Figure 2.

In vitro characterization of the iaRNA. (A) Comparison of the avidity of the pentavalent iaRNA to the affinity of a monovalent aptamer. A template containing a single pentavalent monomeric unit, BBS (5.1+), was transcribed by T7 RNA polymerase to produce the ³²P-labeled RNA probe. Its avidity to B52 was compared with the affinity of the primary aptamer BBS #14 in a band shift assay. The adjacent lanes in each set have a 10-fold difference in B52 concentration, the lowest being 5 nM. The molar ratio of pentamer to monomer used in different sets was 1:5. The uncut transcript of BBS (5.1), Fragment A, and Fragment C in the left gel are indicated by U, A, and C, respectively.
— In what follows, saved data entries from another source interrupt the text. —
//! Cook-timer jog dial.
//!
//! [`DialController`] owns one dial: it turns rotate/press/aux inputs into a
//! bounded temperature or duration, runs the cook cycle
//! (setup → starting → preheat → cooking → complete) on wall-clock time and
//! produces a [`RenderFrame`] describing every tick of the ring.

pub mod animation;
pub mod config;
pub mod dial;
pub mod error;

pub use config::Config;
pub use dial::{Action, DialController, InputOutcome, Lifecycle, Mode, RenderFrame};
pub use error::{DialError, DialResult};
mod app;
mod event;
mod headless;
mod ui;

use std::io;
use std::path::{Path, PathBuf};
use std::time::Instant;

use clap::Parser;
use color_eyre::eyre::{Result, WrapErr};
use crossterm::{
    execute,
    terminal::{disable_raw_mode, enable_raw_mode, EnterAlternateScreen, LeaveAlternateScreen},
};
use ratatui::backend::CrosstermBackend;
use ratatui::Terminal;
use tracing::info;
use tracing_appender::non_blocking::WorkerGuard;

use jogdial::config::{self, Overrides};
use jogdial::dial::color::ColorMode;
use jogdial::{Config, DialError};

use crate::app::App;
use crate::event::EventHandler;

/// jogdial: cook-timer jog dial in the terminal
#[derive(Parser, Debug)]
#[command(name = "jogdial", version, about, long_about = None)]
struct Cli {
    /// Path to a custom config file
    #[arg(short, long)]
    config: Option<PathBuf>,

    /// Log file path (logging disabled if not specified)
    #[arg(long)]
    log: Option<PathBuf>,

    /// Log level filter (overrides config file)
    #[arg(short, long)]
    log_level: Option<String>,

    /// Target FPS for the animation loop (overrides config file)
    #[arg(long)]
    fps: Option<u16>,

    /// Skip the preheat phase (overrides config file)
    #[arg(long)]
    no_preheat: bool,

    /// Tick colouring: flat, conic, seamless or animated (overrides config file)
    #[arg(long)]
    color_mode: Option<ColorMode>,

    /// Read commands from stdin and print JSON frames instead of drawing
    #[arg(long)]
    headless: bool,

    /// Print the default config to stdout and exit
    #[arg(long)]
    print_default_config: bool,
}

impl Cli {
    fn overrides(&self) -> Overrides {
        Overrides {
            config: self.config.clone(),
            log_level: self.log_level.clone(),
            fps: self.fps,
            no_preheat: self.no_preheat,
            color_mode: self.color_mode,
        }
    }
}

#[tokio::main]
async fn main() -> Result<()> {
    let cli = Cli::parse();

    if cli.print_default_config {
        print!("{}", config::default_config_toml());
        return Ok(());
    }

    // Initialize color-eyre with custom panic hook that restores terminal
    install_panic_hook(!cli.headless);

    let config = config::load(&cli.overrides())?;

    // Keep the guard alive so buffered log lines are flushed on exit
    let _log_guard = init_logging(cli.log.as_deref(), &config.general.log_level)?;

    info!(
        fps = config.general.fps,
        mode = ?config.trail.mode,
        headless = cli.headless,
        "jogdial starting"
    );

    if cli.headless {
        return headless::run(config).await;
    }

    run_terminal(&config).await?;
    info!("jogdial exiting");
    Ok(())
}

async fn run_terminal(config: &Config) -> Result<()> {
    let mut app = App::new(config)?;

    // Setup terminal
    enable_raw_mode()
        .map_err(|e| DialError::Terminal(format!("Failed to enable raw mode: {}", e)))?;
    let mut stdout = io::stdout();
    execute!(stdout, EnterAlternateScreen)?;
    let backend = CrosstermBackend::new(stdout);
    let mut terminal = Terminal::new(backend)?;
    terminal.clear()?;

    let mut events = EventHandler::new(config.frame_interval(), config.housekeeping_interval());

    // ── Main event loop ───────────────────────────────────────────────
    let result = async {
        loop {
            if app.dirty {
                let now = Instant::now();
                terminal.draw(|f| ui::draw(f, &app, now))?;
                app.dirty = false;
            }

            let Some(event) = events.next().await else {
                break;
            };
            app.handle_event(event, Instant::now());

            if app.should_quit {
                break;
            }
        }
        Ok::<(), color_eyre::Report>(())
    }
    .await;

    events.stop();

    // Restore terminal
    disable_raw_mode()?;
    execute!(terminal.backend_mut(), LeaveAlternateScreen)?;
    terminal.show_cursor()?;

    result
}

/// Install a panic hook that restores the terminal before printing the panic
fn install_panic_hook(restore_terminal: bool) {
    let default_hook = std::panic::take_hook();
    std::panic::set_hook(Box::new(move |panic_info| {
        if restore_terminal {
            let _ = disable_raw_mode();
            let _ = execute!(io::stdout(), LeaveAlternateScreen);
        }
        default_hook(panic_info);
    }));
    color_eyre::install().ok();
}

/// Initialize tracing to a log file; `RUST_LOG` wins over the configured level
fn init_logging(log_path: Option<&Path>, level: &str) -> Result<Option<WorkerGuard>> {
    use tracing_subscriber::EnvFilter;

    let Some(path) = log_path else {
        // No logging if no log path specified (can't log to stdout in a TUI)
        tracing_subscriber::fmt()
            .with_env_filter(EnvFilter::new("off"))
            .with_writer(io::sink)
            .init();
        return Ok(None);
    };

    let file = std::fs::File::create(path)
        .wrap_err_with(|| format!("Failed to create log file {}", path.display()))?;
    let (writer, guard) = tracing_appender::non_blocking(file);
    tracing_subscriber::fmt()
        .with_env_filter(
            EnvFilter::try_from_default_env().unwrap_or_else(|_| EnvFilter::new(level)),
        )
        .with_writer(writer)
        .with_ansi(false)
        .init();
    Ok(Some(guard))
}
RNA transcribed from longer templates was run on a separate gel (Right). The B/A and B/C ratio increased when the template became longer as indicated. (B) Inhibition of B52’s splicing activity with the iaRNA. Labeled ftz pre-mRNA was used as the substrate in a splicing assay in which B52 complemented a splicing-deficient S100 extract from Kc cells. This activity was challenged by adding the iaRNA (Fragment B), its antisense RNA [BBS (5−)], or purified yeast RNA. The iaRNA-suppressed activity was restored subsequently by additional B52 protein. Splicing products and intermediates of ftz are indicated schematically between the two gels. Exons are represented by boxes, introns by lines.